There was no warm-up, no pregame music, nothing. We were just thrown in the heat of the battle and told to publish ten pages for the sports section, not once, not twice but three times.
It was Hell Week II: The Daily Publishes Three Fifty-Page Issues. It was a comedy (mostly of errors). We title it as though were a sequel because the last week of classes at the end of the semester already has dibs on the name “Hell Week.”
The theme song would be appropriately titled “Centerfield” by John Fogerty or “Walk of Life” by Dire Straits because they are great for sports bloopers, and that is what we were and are.
Throughout the last two weeks, we have experienced temporary lapses in sanity having gone 12 hours without leaving one room, have missed countless meals and missed out on countless calls from members of the opposite sex telling us how loved we are, just to make your sports section possible.

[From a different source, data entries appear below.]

//! Configuration types for the chart and timeline models.
//!
//! This module provides configuration structures controlling grid snapping,
//! default element sizes, and timeline layout spacing. All types implement
//! [`serde::Deserialize`] for flexible loading from external sources.
//!
//! # Overview
//!
//! - [`AppConfig`] - Top-level configuration combining chart and timeline settings.
//! - [`ChartConfig`] - Node sizing and gesture snapping for the relationship chart.
//! - [`TimelineConfig`] - Spacing and minimum extent for timeline layout.
//!
//! # Example
//!
//! ```
//! # use fabula::config::AppConfig;
//! let config = AppConfig::default();
//! assert_eq!(config.chart().node_grid(), 10.0);
//! assert_eq!(config.timeline().spacing(), 20.0);
//! ```

use serde::Deserialize;

use fabula_core::geometry::Size;

/// Top-level configuration combining chart and timeline settings.
#[derive(Debug, Clone, Default, Deserialize)]
pub struct AppConfig {
    /// Relationship chart configuration section.
    #[serde(default)]
    chart: ChartConfig,

    /// Timeline configuration section.
    #[serde(default)]
    timeline: TimelineConfig,
}

impl AppConfig {
    /// Creates a new [`AppConfig`] with the specified chart and timeline
    /// configurations.
    pub fn new(chart: ChartConfig, timeline: TimelineConfig) -> Self {
        Self { chart, timeline }
    }

    /// Returns the chart configuration.
    pub fn chart(&self) -> &ChartConfig {
        &self.chart
    }

    /// Returns the timeline configuration.
    pub fn timeline(&self) -> &TimelineConfig {
        &self.timeline
    }
}

/// Node sizing and gesture snapping for the relationship chart.
#[derive(Debug, Clone, Deserialize)]
pub struct ChartConfig {
    /// Size given to a node when it is added; the host may overwrite it
    /// after measuring the rendered text.
    #[serde(default = "default_node_size")]
    node_size: Size,

    /// Grid interval in pixels for node drags.
    #[serde(default = "default_node_grid")]
    node_grid: f64,

    /// Grid interval in pixels for label drags.
    #[serde(default = "default_label_grid")]
    label_grid: f64,

    /// Fraction of a node rectangle's extent forming the edge snap band on
    /// each side.
    #[serde(default = "default_snap_band")]
    snap_band: f64,
}

impl ChartConfig {
    /// Returns the default size for newly added nodes.
    pub fn node_size(&self) -> Size {
        self.node_size
    }

    /// Returns the grid interval for node drags, in pixels.
    pub fn node_grid(&self) -> f64 {
        self.node_grid
    }

    /// Returns the grid interval for label drags, in pixels.
    pub fn label_grid(&self) -> f64 {
        self.label_grid
    }

    /// Returns the snap band ratio for endpoint attachment.
    pub fn snap_band(&self) -> f64 {
        self.snap_band
    }
}

impl Default for ChartConfig {
    fn default() -> Self {
        Self {
            node_size: default_node_size(),
            node_grid: default_node_grid(),
            label_grid: default_label_grid(),
            snap_band: default_snap_band(),
        }
    }
}

/// Spacing and minimum extent for timeline layout.
#[derive(Debug, Clone, Deserialize)]
pub struct TimelineConfig {
    /// Minimum total width of the timeline in pixels; the layout never
    /// shrinks below this even as items are removed.
    #[serde(default = "default_min_width")]
    min_width: f64,

    /// Horizontal spacing between laid-out items, in pixels.
    #[serde(default = "default_spacing")]
    spacing: f64,
}

impl TimelineConfig {
    /// Creates a new [`TimelineConfig`] with the specified minimum width
    /// and spacing.
    pub fn new(min_width: f64, spacing: f64) -> Self {
        Self { min_width, spacing }
    }

    /// Returns the minimum total width in pixels.
    pub fn min_width(&self) -> f64 {
        self.min_width
    }

    /// Returns the spacing between items in pixels.
    pub fn spacing(&self) -> f64 {
        self.spacing
    }
}

impl Default for TimelineConfig {
    fn default() -> Self {
        Self {
            min_width: default_min_width(),
            spacing: default_spacing(),
        }
    }
}

fn default_node_size() -> Size {
    Size::new(120.0, 60.0)
}

fn default_node_grid() -> f64 {
    10.0
}

fn default_label_grid() -> f64 {
    5.0
}

fn default_snap_band() -> f64 {
    0.2
}

fn default_min_width() -> f64 {
    300.0
}

fn default_spacing() -> f64 {
    20.0
}
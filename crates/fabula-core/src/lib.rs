//! Fabula Core Types and Definitions
//!
//! This crate provides the foundational types for the Fabula authoring
//! model. It includes:
//!
//! - **Identifiers**: 64-bit entity identifiers and the allocator that
//!   mints and reclaims them ([`identifier`] module)
//! - **Geometry**: Basic geometric types in pixel space ([`geometry`]
//!   module)

pub mod geometry;
pub mod identifier;
//! Geometric primitives for chart and timeline positioning.
//!
//! All coordinates are `f64` pixel-space values with the origin at the
//! top-left corner: x increases rightward, y increases downward. This
//! matches the coordinate system of the host's drawing surface.
//!
//! # Overview
//!
//! - [`Point`] - A 2D coordinate in chart space
//! - [`Size`] - Width and height dimensions
//! - [`Rect`] - An axis-aligned rectangle defined by origin and size
//! - [`snap_to_grid`] - Grid quantization used by drag gestures

use serde::{Deserialize, Serialize};

/// A 2D point in chart coordinate space.
///
/// # Examples
///
/// ```
/// use fabula_core::geometry::Point;
///
/// let pressed = Point::new(130.0, 45.0);
/// let origin = Point::new(100.0, 40.0);
///
/// let grab = pressed.sub(origin);
/// assert_eq!(grab.x(), 30.0);
/// assert_eq!(grab.y(), 5.0);
/// ```
#[derive(Debug, Clone, Copy, Default, PartialEq, Serialize, Deserialize)]
pub struct Point {
    x: f64,
    y: f64,
}

impl Point {
    /// Creates a new point with the specified coordinates.
    pub fn new(x: f64, y: f64) -> Self {
        Self { x, y }
    }

    /// Returns the x-coordinate of the point.
    pub fn x(self) -> f64 {
        self.x
    }

    /// Returns the y-coordinate of the point.
    pub fn y(self) -> f64 {
        self.y
    }

    /// Adds another point to this point, returning a new point.
    pub fn add(self, other: Point) -> Self {
        Self {
            x: self.x + other.x,
            y: self.y + other.y,
        }
    }

    /// Subtracts another point from this point, returning a new point.
    pub fn sub(self, other: Point) -> Self {
        Self {
            x: self.x - other.x,
            y: self.y - other.y,
        }
    }

    /// Linearly interpolates between this point and another.
    ///
    /// `t = 0.0` yields this point, `t = 1.0` yields `other`, and
    /// `t = 0.5` yields the midpoint.
    ///
    /// # Examples
    ///
    /// ```
    /// use fabula_core::geometry::Point;
    ///
    /// let start = Point::new(0.0, 0.0);
    /// let end = Point::new(10.0, 20.0);
    ///
    /// let mid = start.lerp(end, 0.5);
    /// assert_eq!(mid.x(), 5.0);
    /// assert_eq!(mid.y(), 10.0);
    /// ```
    pub fn lerp(self, other: Point, t: f64) -> Self {
        Self {
            x: self.x + (other.x - self.x) * t,
            y: self.y + (other.y - self.y) * t,
        }
    }

    /// Clamps both coordinates to be non-negative.
    ///
    /// Chart entities never move past the top-left edge of the canvas.
    pub fn clamp_non_negative(self) -> Self {
        Self {
            x: self.x.max(0.0),
            y: self.y.max(0.0),
        }
    }

    /// Snaps both coordinates independently to the given grid interval.
    ///
    /// See [`snap_to_grid`] for the quantization rule.
    pub fn snap_to_grid(self, interval: f64) -> Self {
        Self {
            x: snap_to_grid(self.x, interval),
            y: snap_to_grid(self.y, interval),
        }
    }
}

/// Width and height dimensions of a chart element.
#[derive(Debug, Clone, Copy, Default, PartialEq, Serialize, Deserialize)]
pub struct Size {
    width: f64,
    height: f64,
}

impl Size {
    /// Creates a new size with the specified dimensions.
    pub fn new(width: f64, height: f64) -> Self {
        Self { width, height }
    }

    /// Returns the width dimension.
    pub fn width(self) -> f64 {
        self.width
    }

    /// Returns the height dimension.
    pub fn height(self) -> f64 {
        self.height
    }
}

/// An axis-aligned rectangle defined by its top-left origin and size.
#[derive(Debug, Clone, Copy, Default, PartialEq, Serialize, Deserialize)]
pub struct Rect {
    origin: Point,
    size: Size,
}

impl Rect {
    /// Creates a rectangle from its top-left origin and size.
    pub fn new(origin: Point, size: Size) -> Self {
        Self { origin, size }
    }

    /// Returns the top-left origin.
    pub fn origin(self) -> Point {
        self.origin
    }

    /// Returns the size.
    pub fn size(self) -> Size {
        self.size
    }

    /// Returns the minimum (left) x-coordinate.
    pub fn min_x(self) -> f64 {
        self.origin.x
    }

    /// Returns the minimum (top) y-coordinate.
    pub fn min_y(self) -> f64 {
        self.origin.y
    }

    /// Returns the maximum (right) x-coordinate.
    pub fn max_x(self) -> f64 {
        self.origin.x + self.size.width
    }

    /// Returns the maximum (bottom) y-coordinate.
    pub fn max_y(self) -> f64 {
        self.origin.y + self.size.height
    }

    /// Returns the width of the rectangle.
    pub fn width(self) -> f64 {
        self.size.width
    }

    /// Returns the height of the rectangle.
    pub fn height(self) -> f64 {
        self.size.height
    }

    /// Returns the center point of the rectangle.
    pub fn center(self) -> Point {
        Point::new(
            self.origin.x + self.size.width / 2.0,
            self.origin.y + self.size.height / 2.0,
        )
    }

    /// Returns `true` if the point lies inside the rectangle or on its
    /// boundary.
    pub fn contains(self, point: Point) -> bool {
        point.x >= self.min_x()
            && point.x <= self.max_x()
            && point.y >= self.min_y()
            && point.y <= self.max_y()
    }
}

/// Quantizes a value to a grid interval.
///
/// The value is floor-divided by the interval and rescaled, so values snap
/// toward negative infinity. Drag gestures use this with 10 px (nodes) and
/// 5 px (labels) intervals.
///
/// # Examples
///
/// ```
/// use fabula_core::geometry::snap_to_grid;
///
/// assert_eq!(snap_to_grid(37.0, 10.0), 30.0);
/// assert_eq!(snap_to_grid(40.0, 10.0), 40.0);
/// assert_eq!(snap_to_grid(14.9, 5.0), 10.0);
/// ```
pub fn snap_to_grid(value: f64, interval: f64) -> f64 {
    debug_assert!(interval > 0.0, "grid interval must be positive");
    (value / interval).floor() * interval
}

When we finished, our eyes were more bloodshot than those we saw leaving the Phish concert last year. And we had just as much fun, and we probably remember more of it.
But in the section we call ours, we forgot to tell you a few things. For example, we told baby that Simeon is the Wright one, but we forgot to tell you where to keep reading about his running career. (By the way, for you kids who were late to practice, his Wednesday feature continued on page two.)
And we forgot to tell you about Drew’s obsession with the foreign exchange student from France when he was a 13-year-old hormone. Well, we didn’t forget; we simply lacked an appropriate place to put it.
We wanted something else to get us through this journalists’ kind of life. Maybe our chief editor’s decision to hold Thursday night meetings at Welch Ave. will do the trick.
And why did we do this? Who knows? It’s hard to say what it is we saw in you, wondered if we’d always be with you. Words can say, we can do, enough to prove, it was all for you.
We’re damned glad about it, too. We’re good; just ask us, we’ll be the first to tell you. It’s the weekend, and it’s time to make like a baby and head out.
Amanda Fier and Drew Harris are journalism and mass commincation majors from Davenport and Peosta.